— How to complete this task —
Reproduce the entries below character for character.

########################################

//! Name binding of base-list expressions.

use crate::helpers::compilation_helpers::*;
use crate::helpers::diagnostic_helpers::*;
use typegraph::hir::{DiagnosticKind, SymbolRef, codes};
use typegraph::parser::parse_type_expr;

// =============================================================================
// NOT FOUND
// =============================================================================

#[test]
fn test_unknown_base_is_error_with_diagnostic() {
    let source = "class A : Missing {} class B : A {}";
    let c = compile(source);

    assert_eq!(base_name(&c, "A").as_deref(), Some("?Missing"));
    // other types are unaffected
    assert_eq!(base_name(&c, "B").as_deref(), Some("A"));

    let diagnostics = c.diagnostics();
    assert_eq!(diagnostics.len(), 1);
    assert!(matches!(
        &diagnostics[0].kind,
        DiagnosticKind::TypeNotFound { name, arity: 0 } if name == "Missing"
    ));
    assert_eq!(diagnostic_text(source, &diagnostics[0]), "Missing");
}

#[test]
fn test_unknown_entries_do_not_stop_others() {
    let c = compile("interface I {} class A : Missing, I, AlsoMissing {}");
    assert_eq!(base_name(&c, "A").as_deref(), Some("?Missing"));
    assert_eq!(interface_names(&c, "A"), vec!["I", "?AlsoMissing"]);
    assert_eq!(codes(&c), vec![codes::TYPE_NOT_FOUND, codes::TYPE_NOT_FOUND]);
}

#[test]
fn test_dotted_name_not_found_names_container() {
    let c = compile("namespace N { class C {} } class A : N.D {}");
    let n = c.symbols().find_namespace("N").unwrap();
    let diagnostics = c.diagnostics();
    assert_eq!(diagnostics.len(), 1);
    assert!(matches!(
        &diagnostics[0].kind,
        DiagnosticKind::DottedNameNotFound { container: SymbolRef::Namespace(ns), name, .. }
            if *ns == n && name == "D"
    ));
    assert_eq!(base_name(&c, "A").as_deref(), Some("?D"));
}

#[test]
fn test_missing_nested_type_reports_once() {
    let c = compile("class Outer {} class A : Outer.Missing.Deeper {}");
    assert_eq!(base_name(&c, "A").as_deref(), Some("?Deeper"));
    assert_eq!(codes(&c), vec![codes::DOTTED_NAME_NOT_FOUND]);
}

#[test]
fn test_namespace_is_not_a_type() {
    let c = compile("namespace N { class C {} } class A : N {}");
    assert_eq!(base_name(&c, "A").as_deref(), Some("?N"));
    assert_eq!(codes(&c), vec![codes::NOT_A_TYPE]);
}

// =============================================================================
// NAMESPACES AND USINGS
// =============================================================================

#[test]
fn test_qualified_namespace_path() {
    let c = compile("namespace Outer.Inner { public class T {} } class A : Outer.Inner.T {}");
    assert_eq!(base_name(&c, "A").as_deref(), Some("Outer.Inner.T"));
    assert_no_diagnostics(&c);
}

#[test]
fn test_enclosing_namespace_is_searched() {
    let c = compile("namespace N { class Base {} namespace M { class Derived : Base {} } }");
    assert_eq!(base_name(&c, "N.M.Derived").as_deref(), Some("N.Base"));
}

#[test]
fn test_using_imports_types() {
    let c = compile(
        "namespace Lib { public class Base {} }
         namespace App { using Lib; class Derived : Base {} }",
    );
    assert_eq!(base_name(&c, "App.Derived").as_deref(), Some("Lib.Base"));
    assert_no_diagnostics(&c);
}

#[test]
fn test_using_does_not_leak_to_other_blocks() {
    let c = compile(
        "namespace Lib { public class Base {} }
         namespace App { using Lib; }
         namespace App { class Derived : Base {} }",
    );
    assert_eq!(base_name(&c, "App.Derived").as_deref(), Some("?Base"));
    assert_eq!(codes(&c), vec![codes::TYPE_NOT_FOUND]);
}

#[test]
fn test_namespace_member_wins_over_using() {
    let c = compile(
        "namespace Lib { public class X {} }
         namespace App { using Lib; class X {} class D : X {} }",
    );
    assert_eq!(base_name(&c, "App.D").as_deref(), Some("App.X"));
}

#[test]
fn test_two_usings_with_same_name_are_ambiguous() {
    let c = compile(
        "namespace L1 { public class X {} }
         namespace L2 { public class X {} }
         namespace App { using L1; using L2; class D : X {} }",
    );
    assert_eq!(base_name(&c, "App.D").as_deref(), Some("?X"));
    let diagnostics = c.diagnostics();
    assert_eq!(diagnostics.len(), 1);
    let DiagnosticKind::AmbiguousReference { candidates, .. } = &diagnostics[0].kind else {
        panic!("expected an ambiguity, got {:?}", diagnostics[0].kind);
    };
    assert_eq!(candidates.len(), 2);
}

#[test]
fn test_type_and_namespace_with_same_name_are_ambiguous() {
    let c = compile("namespace X { } class X {} class D : X {}");
    assert_eq!(codes(&c), vec![codes::AMBIGUOUS_REFERENCE]);
}

#[test]
fn test_unknown_using_is_reported() {
    let c = compile("using Nowhere; class A {}");
    assert_eq!(codes(&c), vec![codes::NAMESPACE_NOT_FOUND]);
}

// =============================================================================
// NESTED TYPES
// =============================================================================

#[test]
fn test_sibling_nested_type_in_scope() {
    let c = compile("class Outer { class Sibling {} class Inner : Sibling {} }");
    assert_eq!(base_name(&c, "Outer.Inner").as_deref(), Some("Outer.Sibling"));
}

#[test]
fn test_nested_type_inherited_by_enclosing_type_in_scope() {
    let c = compile(
        "class Base { public class Helper {} }
         class Outer : Base { class Inner : Helper {} }",
    );
    assert_eq!(base_name(&c, "Outer.Inner").as_deref(), Some("Base.Helper"));
    assert_no_diagnostics(&c);
}

#[test]
fn test_inherited_nested_type_through_qualifier() {
    let c = compile(
        "class Base { public class Helper {} }
         class Mid : Base {}
         class User : Mid.Helper {}",
    );
    assert_eq!(base_name(&c, "User").as_deref(), Some("Base.Helper"));
}

#[test]
fn test_base_clause_does_not_see_own_members() {
    let c = compile("class U : Nested { class Nested {} }");
    assert_eq!(base_name(&c, "U").as_deref(), Some("?Nested"));
    assert_eq!(codes(&c), vec![codes::TYPE_NOT_FOUND]);
}

#[test]
fn test_resolve_type_expression_sees_members_of_context() {
    let c = compile("class C { class N {} } class N {}");
    let context = type_id(&c, "C");
    let expr = parse_type_expr("N").unwrap();
    let resolved = c.resolve_type_expression(&expr, context);
    assert_eq!(c.display(&resolved), "C.N");

    let missing = c.resolve_type_expression(&parse_type_expr("Q.R").unwrap(), context);
    assert!(c.is_error_type(&missing));
}

#[test]
fn test_resolve_type_expression_returns_binding_diagnostics() {
    let c = compile("class C {}");
    let context = type_id(&c, "C");
    let expr = parse_type_expr("Missing").unwrap();
    let (resolved, diagnostics) = c.resolve_type_expression_with_diagnostics(&expr, context);
    assert!(c.is_error_type(&resolved));
    assert_eq!(diagnostics.len(), 1);
    assert_eq!(diagnostics[0].code(), codes::TYPE_NOT_FOUND);
    // nothing is reported to the compilation
    assert_no_diagnostics(&c);
}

########################################

— Solution for this problem —
//! Name binding of base-list expressions.

use crate::helpers::compilation_helpers::*;
use crate::helpers::diagnostic_helpers::*;
use typegraph::hir::{DiagnosticKind, SymbolRef, codes};
use typegraph::parser::parse_type_expr;

// =============================================================================
// NOT FOUND
// =============================================================================

#[test]
fn test_unknown_base_is_error_with_diagnostic() {
    let source = "class A : Missing {} class B : A {}";
    let c = compile(source);

    assert_eq!(base_name(&c, "A").as_deref(), Some("?Missing"));
    // other types are unaffected
    assert_eq!(base_name(&c, "B").as_deref(), Some("A"));

    let diagnostics = c.diagnostics();
    assert_eq!(diagnostics.len(), 1);
    assert!(matches!(
        &diagnostics[0].kind,
        DiagnosticKind::TypeNotFound { name, arity: 0 } if name == "Missing"
    ));
    assert_eq!(diagnostic_text(source, &diagnostics[0]), "Missing");
}

#[test]
fn test_unknown_entries_do_not_stop_others() {
    let c = compile("interface I {} class A : Missing, I, AlsoMissing {}");
    assert_eq!(base_name(&c, "A").as_deref(), Some("?Missing"));
    assert_eq!(interface_names(&c, "A"), vec!["I", "?AlsoMissing"]);
    assert_eq!(codes(&c), vec![codes::TYPE_NOT_FOUND, codes::TYPE_NOT_FOUND]);
}

#[test]
fn test_dotted_name_not_found_names_container() {
    let c = compile("namespace N { class C {} } class A : N.D {}");
    let n = c.symbols().find_namespace("N").unwrap();
    let diagnostics = c.diagnostics();
    assert_eq!(diagnostics.len(), 1);
    assert!(matches!(
        &diagnostics[0].kind,
        DiagnosticKind::DottedNameNotFound { container: SymbolRef::Namespace(ns), name, .. }
            if *ns == n && name == "D"
    ));
    assert_eq!(base_name(&c, "A").as_deref(), Some("?D"));
}

#[test]
fn test_missing_nested_type_reports_once() {
    let c = compile("class Outer {} class A : Outer.Missing.Deeper {}");
    assert_eq!(base_name(&c, "A").as_deref(), Some("?Deeper"));
    assert_eq!(codes(&c), vec![codes::DOTTED_NAME_NOT_FOUND]);
}

#[test]
fn test_namespace_is_not_a_type() {
    let c = compile("namespace N { class C {} } class A : N {}");
    assert_eq!(base_name(&c, "A").as_deref(), Some("?N"));
    assert_eq!(codes(&c), vec![codes::NOT_A_TYPE]);
}

// =============================================================================
// NAMESPACES AND USINGS
// =============================================================================

#[test]
fn test_qualified_namespace_path() {
    let c = compile("namespace Outer.Inner { public class T {} } class A : Outer.Inner.T {}");
    assert_eq!(base_name(&c, "A").as_deref(), Some("Outer.Inner.T"));
    assert_no_diagnostics(&c);
}

#[test]
fn test_enclosing_namespace_is_searched() {
    let c = compile("namespace N { class Base {} namespace M { class Derived : Base {} } }");
    assert_eq!(base_name(&c, "N.M.Derived").as_deref(), Some("N.Base"));
}

#[test]
fn test_using_imports_types() {
    let c = compile(
        "namespace Lib { public class Base {} }
         namespace App { using Lib; class Derived : Base {} }",
    );
    assert_eq!(base_name(&c, "App.Derived").as_deref(), Some("Lib.Base"));
    assert_no_diagnostics(&c);
}

#[test]
fn test_using_does_not_leak_to_other_blocks() {
    let c = compile(
        "namespace Lib { public class Base {} }
         namespace App { using Lib; }
         namespace App { class Derived : Base {} }",
    );
    assert_eq!(base_name(&c, "App.Derived").as_deref(), Some("?Base"));
    assert_eq!(codes(&c), vec![codes::TYPE_NOT_FOUND]);
}

#[test]
fn test_namespace_member_wins_over_using() {
    let c = compile(
        "namespace Lib { public class X {} }
         namespace App { using Lib; class X {} class D : X {} }",
    );
    assert_eq!(base_name(&c, "App.D").as_deref(), Some("App.X"));
}

#[test]
fn test_two_usings_with_same_name_are_ambiguous() {
    let c = compile(
        "namespace L1 { public class X {} }
         namespace L2 { public class X {} }
         namespace App { using L1; using L2; class D : X {} }",
    );
    assert_eq!(base_name(&c, "App.D").as_deref(), Some("?X"));
    let diagnostics = c.diagnostics();
    assert_eq!(diagnostics.len(), 1);
    let DiagnosticKind::AmbiguousReference { candidates, .. } = &diagnostics[0].kind else {
        panic!("expected an ambiguity, got {:?}", diagnostics[0].kind);
    };
    assert_eq!(candidates.len(), 2);
}

#[test]
fn test_type_and_namespace_with_same_name_are_ambiguous() {
    let c = compile("namespace X { } class X {} class D : X {}");
    assert_eq!(codes(&c), vec![codes::AMBIGUOUS_REFERENCE]);
}

#[test]
fn test_unknown_using_is_reported() {
    let c = compile("using Nowhere; class A {}");
    assert_eq!(codes(&c), vec![codes::NAMESPACE_NOT_FOUND]);
}

// =============================================================================
// NESTED TYPES
// =============================================================================

#[test]
fn test_sibling_nested_type_in_scope() {
    let c = compile("class Outer { class Sibling {} class Inner : Sibling {} }");
    assert_eq!(base_name(&c, "Outer.Inner").as_deref(), Some("Outer.Sibling"));
}

#[test]
fn test_nested_type_inherited_by_enclosing_type_in_scope() {
    let c = compile(
        "class Base { public class Helper {} }
         class Outer : Base { class Inner : Helper {} }",
    );
    assert_eq!(base_name(&c, "Outer.Inner").as_deref(), Some("Base.Helper"));
    assert_no_diagnostics(&c);
}

#[test]
fn test_inherited_nested_type_through_qualifier() {
    let c = compile(
        "class Base { public class Helper {} }
         class Mid : Base {}
         class User : Mid.Helper {}",
    );
    assert_eq!(base_name(&c, "User").as_deref(), Some("Base.Helper"));
}

#[test]
fn test_base_clause_does_not_see_own_members() {
    let c = compile("class U : Nested { class Nested {} }");
    assert_eq!(base_name(&c, "U").as_deref(), Some("?Nested"));
    assert_eq!(codes(&c), vec![codes::TYPE_NOT_FOUND]);
}

#[test]
fn test_resolve_type_expression_sees_members_of_context() {
    let c = compile("class C { class N {} } class N {}");
    let context = type_id(&c, "C");
    let expr = parse_type_expr("N").unwrap();
    let resolved = c.resolve_type_expression(&expr, context);
    assert_eq!(c.display(&resolved), "C.N");

    let missing = c.resolve_type_expression(&parse_type_expr("Q.R").unwrap(), context);
    assert!(c.is_error_type(&missing));
}

#[test]
fn test_resolve_type_expression_returns_binding_diagnostics() {
    let c = compile("class C {}");
    let context = type_id(&c, "C");
    let expr = parse_type_expr("Missing").unwrap();
    let (resolved, diagnostics) = c.resolve_type_expression_with_diagnostics(&expr, context);
    assert!(c.is_error_type(&resolved));
    assert_eq!(diagnostics.len(), 1);
    assert_eq!(diagnostics[0].code(), codes::TYPE_NOT_FOUND);
    // nothing is reported to the compilation
    assert_no_diagnostics(&c);
}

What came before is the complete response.